*EXERCISE*. Reproduce all of the data exactly as written.

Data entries
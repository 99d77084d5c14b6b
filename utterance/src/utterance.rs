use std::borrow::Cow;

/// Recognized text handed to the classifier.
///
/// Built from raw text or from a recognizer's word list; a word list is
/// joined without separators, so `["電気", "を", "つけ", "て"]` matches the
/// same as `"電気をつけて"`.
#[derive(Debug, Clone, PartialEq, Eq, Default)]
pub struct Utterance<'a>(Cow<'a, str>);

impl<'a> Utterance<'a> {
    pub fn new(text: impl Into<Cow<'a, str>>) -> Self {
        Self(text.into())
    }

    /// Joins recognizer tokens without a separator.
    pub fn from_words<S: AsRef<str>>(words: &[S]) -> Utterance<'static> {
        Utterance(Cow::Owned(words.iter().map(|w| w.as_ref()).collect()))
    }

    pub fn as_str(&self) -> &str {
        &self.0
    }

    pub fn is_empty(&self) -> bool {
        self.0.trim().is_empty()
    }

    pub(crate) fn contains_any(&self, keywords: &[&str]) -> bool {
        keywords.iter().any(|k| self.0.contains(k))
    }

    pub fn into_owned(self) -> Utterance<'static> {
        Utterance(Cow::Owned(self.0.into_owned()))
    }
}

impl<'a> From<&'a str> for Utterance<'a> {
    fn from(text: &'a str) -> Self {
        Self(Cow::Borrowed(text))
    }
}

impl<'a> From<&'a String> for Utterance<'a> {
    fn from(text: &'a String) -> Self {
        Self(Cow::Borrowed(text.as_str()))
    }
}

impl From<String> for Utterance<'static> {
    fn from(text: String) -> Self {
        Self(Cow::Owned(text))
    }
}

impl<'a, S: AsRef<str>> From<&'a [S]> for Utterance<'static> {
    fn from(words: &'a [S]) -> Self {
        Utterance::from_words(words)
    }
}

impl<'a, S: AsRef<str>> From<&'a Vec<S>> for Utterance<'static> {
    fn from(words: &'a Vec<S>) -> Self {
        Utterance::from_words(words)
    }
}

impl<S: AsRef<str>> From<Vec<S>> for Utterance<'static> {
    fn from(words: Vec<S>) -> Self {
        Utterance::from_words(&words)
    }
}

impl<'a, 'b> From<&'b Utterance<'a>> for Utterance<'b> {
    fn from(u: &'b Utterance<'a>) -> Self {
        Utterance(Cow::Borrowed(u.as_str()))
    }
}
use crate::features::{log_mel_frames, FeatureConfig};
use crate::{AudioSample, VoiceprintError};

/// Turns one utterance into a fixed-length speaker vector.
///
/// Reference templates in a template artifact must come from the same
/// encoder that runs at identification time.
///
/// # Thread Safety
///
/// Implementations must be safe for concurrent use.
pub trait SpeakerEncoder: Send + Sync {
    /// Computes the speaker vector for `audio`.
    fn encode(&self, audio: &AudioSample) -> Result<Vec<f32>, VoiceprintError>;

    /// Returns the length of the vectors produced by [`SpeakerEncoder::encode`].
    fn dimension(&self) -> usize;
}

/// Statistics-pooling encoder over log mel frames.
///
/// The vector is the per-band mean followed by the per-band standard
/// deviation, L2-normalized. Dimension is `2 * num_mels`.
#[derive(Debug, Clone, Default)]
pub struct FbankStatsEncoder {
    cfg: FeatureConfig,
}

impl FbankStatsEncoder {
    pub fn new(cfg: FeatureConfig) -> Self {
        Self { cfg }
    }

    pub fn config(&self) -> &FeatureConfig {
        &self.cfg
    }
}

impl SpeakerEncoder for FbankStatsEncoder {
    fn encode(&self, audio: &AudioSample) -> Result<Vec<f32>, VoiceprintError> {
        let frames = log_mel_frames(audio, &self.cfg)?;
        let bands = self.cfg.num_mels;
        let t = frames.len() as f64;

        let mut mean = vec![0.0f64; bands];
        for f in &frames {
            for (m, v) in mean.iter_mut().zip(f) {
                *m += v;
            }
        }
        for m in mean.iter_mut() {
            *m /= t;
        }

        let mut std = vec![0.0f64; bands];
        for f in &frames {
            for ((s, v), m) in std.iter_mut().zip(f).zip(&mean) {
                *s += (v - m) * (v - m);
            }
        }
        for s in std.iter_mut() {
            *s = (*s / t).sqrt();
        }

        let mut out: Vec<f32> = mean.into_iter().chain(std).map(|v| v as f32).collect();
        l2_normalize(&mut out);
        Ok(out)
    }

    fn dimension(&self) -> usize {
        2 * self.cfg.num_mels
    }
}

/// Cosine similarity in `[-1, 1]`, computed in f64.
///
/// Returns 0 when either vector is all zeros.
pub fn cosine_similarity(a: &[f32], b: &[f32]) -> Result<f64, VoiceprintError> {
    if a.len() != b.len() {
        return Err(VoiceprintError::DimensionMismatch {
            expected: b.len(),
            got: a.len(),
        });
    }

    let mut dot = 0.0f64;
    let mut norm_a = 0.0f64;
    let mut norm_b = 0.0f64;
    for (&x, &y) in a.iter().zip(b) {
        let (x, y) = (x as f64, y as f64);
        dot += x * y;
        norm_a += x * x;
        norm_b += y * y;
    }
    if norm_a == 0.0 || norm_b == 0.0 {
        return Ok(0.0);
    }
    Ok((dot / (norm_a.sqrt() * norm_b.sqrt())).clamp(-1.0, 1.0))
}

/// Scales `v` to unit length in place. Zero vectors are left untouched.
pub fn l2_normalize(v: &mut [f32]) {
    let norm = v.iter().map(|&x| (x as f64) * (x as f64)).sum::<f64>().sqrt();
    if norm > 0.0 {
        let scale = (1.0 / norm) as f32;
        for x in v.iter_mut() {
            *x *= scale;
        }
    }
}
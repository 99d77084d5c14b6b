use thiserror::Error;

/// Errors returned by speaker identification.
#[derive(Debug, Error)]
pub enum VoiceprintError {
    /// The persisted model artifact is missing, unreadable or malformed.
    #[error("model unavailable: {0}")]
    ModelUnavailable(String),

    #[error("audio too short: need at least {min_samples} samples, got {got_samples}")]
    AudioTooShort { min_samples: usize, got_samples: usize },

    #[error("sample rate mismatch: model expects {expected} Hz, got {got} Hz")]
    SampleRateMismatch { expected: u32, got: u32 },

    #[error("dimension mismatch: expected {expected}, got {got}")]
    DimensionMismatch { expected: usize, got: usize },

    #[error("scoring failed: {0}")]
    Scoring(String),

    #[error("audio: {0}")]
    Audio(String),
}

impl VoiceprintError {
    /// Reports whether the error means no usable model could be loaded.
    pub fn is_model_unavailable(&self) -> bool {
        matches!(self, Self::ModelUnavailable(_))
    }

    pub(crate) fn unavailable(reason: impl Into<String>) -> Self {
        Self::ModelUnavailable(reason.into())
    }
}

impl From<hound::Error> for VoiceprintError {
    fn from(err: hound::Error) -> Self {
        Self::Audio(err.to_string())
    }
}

*TASK RESULT*.
repository 99d77084d5c14b6b
filename utterance/src/utterance.rs
use std::borrow::Cow;

/// Recognized text handed to the classifier.
///
/// Built from raw text or from a recognizer's word list; a word list is
/// joined without separators, so `["電気", "を", "つけ", "て"]` matches the
/// same as `"電気をつけて"`.
#[derive(Debug, Clone, PartialEq, Eq, Default)]
pub struct Utterance<'a>(Cow<'a, str>);

impl<'a> Utterance<'a> {
    pub fn new(text: impl Into<Cow<'a, str>>) -> Self {
        Self(text.into())
    }

    /// Joins recognizer tokens without a separator.
    pub fn from_words<S: AsRef<str>>(words: &[S]) -> Utterance<'static> {
        Utterance(Cow::Owned(words.iter().map(|w| w.as_ref()).collect()))
    }

    pub fn as_str(&self) -> &str {
        &self.0
    }

    pub fn is_empty(&self) -> bool {
        self.0.trim().is_empty()
    }

    pub(crate) fn contains_any(&self, keywords: &[&str]) -> bool {
        keywords.iter().any(|k| self.0.contains(k))
    }

    pub fn into_owned(self) -> Utterance<'static> {
        Utterance(Cow::Owned(self.0.into_owned()))
    }
}

impl<'a> From<&'a str> for Utterance<'a> {
    fn from(text: &'a str) -> Self {
        Self(Cow::Borrowed(text))
    }
}

impl<'a> From<&'a String> for Utterance<'a> {
    fn from(text: &'a String) -> Self {
        Self(Cow::Borrowed(text.as_str()))
    }
}

impl From<String> for Utterance<'static> {
    fn from(text: String) -> Self {
        Self(Cow::Owned(text))
    }
}

impl<'a, S: AsRef<str>> From<&'a [S]> for Utterance<'static> {
    fn from(words: &'a [S]) -> Self {
        Utterance::from_words(words)
    }
}

impl<'a, S: AsRef<str>> From<&'a Vec<S>> for Utterance<'static> {
    fn from(words: &'a Vec<S>) -> Self {
        Utterance::from_words(words)
    }
}

impl<S: AsRef<str>> From<Vec<S>> for Utterance<'static> {
    fn from(words: Vec<S>) -> Self {
        Utterance::from_words(&words)
    }
}

impl<'a, 'b> From<&'b Utterance<'a>> for Utterance<'b> {
    fn from(u: &'b Utterance<'a>) -> Self {
        Utterance(Cow::Borrowed(u.as_str()))
    }
}
use crate::features::{log_mel_frames, FeatureConfig};
use crate::{AudioSample, VoiceprintError};

/// Turns one utterance into a fixed-length speaker vector.
///
/// Reference templates in a template artifact must come from the same
/// encoder that runs at identification time.
///
/// # Thread Safety
///
/// Implementations must be safe for concurrent use.
pub trait SpeakerEncoder: Send + Sync {
    /// Computes the speaker vector for `audio`.
    fn encode(&self, audio: &AudioSample) -> Result<Vec<f32>, VoiceprintError>;

    /// Returns the length of the vectors produced by [`SpeakerEncoder::encode`].
    fn dimension(&self) -> usize;
}

/// Statistics-pooling encoder over log mel frames.
///
/// The vector is the per-band mean followed by the per-band standard
/// deviation, L2-normalized. Dimension is `2 * num_mels`.
#[derive(Debug, Clone, Default)]
pub struct FbankStatsEncoder {
    cfg: FeatureConfig,
}

impl FbankStatsEncoder {
    pub fn new(cfg: FeatureConfig) -> Self {
        Self { cfg }
    }

    pub fn config(&self) -> &FeatureConfig {
        &self.cfg
    }
}

impl SpeakerEncoder for FbankStatsEncoder {
    fn encode(&self, audio: &AudioSample) -> Result<Vec<f32>, VoiceprintError> {
        let frames = log_mel_frames(audio, &self.cfg)?;
        let bands = self.cfg.num_mels;
        let t = frames.len() as f64;

        let mut mean = vec![0.0f64; bands];
        for f in &frames {
            for (m, v) in mean.iter_mut().zip(f) {
                *m += v;
            }
        }
        for m in mean.iter_mut() {
            *m /= t;
        }

        let mut std = vec![0.0f64; bands];
        for f in &frames {
            for ((s, v), m) in std.iter_mut().zip(f).zip(&mean) {
                *s += (v - m) * (v - m);
            }
        }
        for s in std.iter_mut() {
            *s = (*s / t).sqrt();
        }

        let mut out: Vec<f32> = mean.into_iter().chain(std).map(|v| v as f32).collect();
        l2_normalize(&mut out);
        Ok(out)
    }

    fn dimension(&self) -> usize {
        2 * self.cfg.num_mels
    }
}

/// Cosine similarity in `[-1, 1]`, computed in f64.
///
/// Returns 0 when either vector is all zeros.
pub fn cosine_similarity(a: &[f32], b: &[f32]) -> Result<f64, VoiceprintError> {
    if a.len() != b.len() {
        return Err(VoiceprintError::DimensionMismatch {
            expected: b.len(),
            got: a.len(),
        });
    }

    let mut dot = 0.0f64;
    let mut norm_a = 0.0f64;
    let mut norm_b = 0.0f64;
    for (&x, &y) in a.iter().zip(b) {
        let (x, y) = (x as f64, y as f64);
        dot += x * y;
        norm_a += x * x;
        norm_b += y * y;
    }
    if norm_a == 0.0 || norm_b == 0.0 {
        return Ok(0.0);
    }
    Ok((dot / (norm_a.sqrt() * norm_b.sqrt())).clamp(-1.0, 1.0))
}

/// Scales `v` to unit length in place. Zero vectors are left untouched.
pub fn l2_normalize(v: &mut [f32]) {
    let norm = v.iter().map(|&x| (x as f64) * (x as f64)).sum::<f64>().sqrt();
    if norm > 0.0 {
        let scale = (1.0 / norm) as f32;
        for x in v.iter_mut() {
            *x *= scale;
        }
    }
}
repository 99d77084d5c14b6b
use thiserror::Error;

/// Errors returned by speaker identification.
#[derive(Debug, Error)]
pub enum VoiceprintError {
    /// The persisted model artifact is missing, unreadable or malformed.
    #[error("model unavailable: {0}")]
    ModelUnavailable(String),

    #[error("audio too short: need at least {min_samples} samples, got {got_samples}")]
    AudioTooShort { min_samples: usize, got_samples: usize },

    #[error("sample rate mismatch: model expects {expected} Hz, got {got} Hz")]
    SampleRateMismatch { expected: u32, got: u32 },

    #[error("dimension mismatch: expected {expected}, got {got}")]
    DimensionMismatch { expected: usize, got: usize },

    #[error("scoring failed: {0}")]
    Scoring(String),

    #[error("audio: {0}")]
    Audio(String),
}

impl VoiceprintError {
    /// Reports whether the error means no usable model could be loaded.
    pub fn is_model_unavailable(&self) -> bool {
        matches!(self, Self::ModelUnavailable(_))
    }

    pub(crate) fn unavailable(reason: impl Into<String>) -> Self {
        Self::ModelUnavailable(reason.into())
    }
}

impl From<hound::Error> for VoiceprintError {
    fn from(err: hound::Error) -> Self {
        Self::Audio(err.to_string())
    }
}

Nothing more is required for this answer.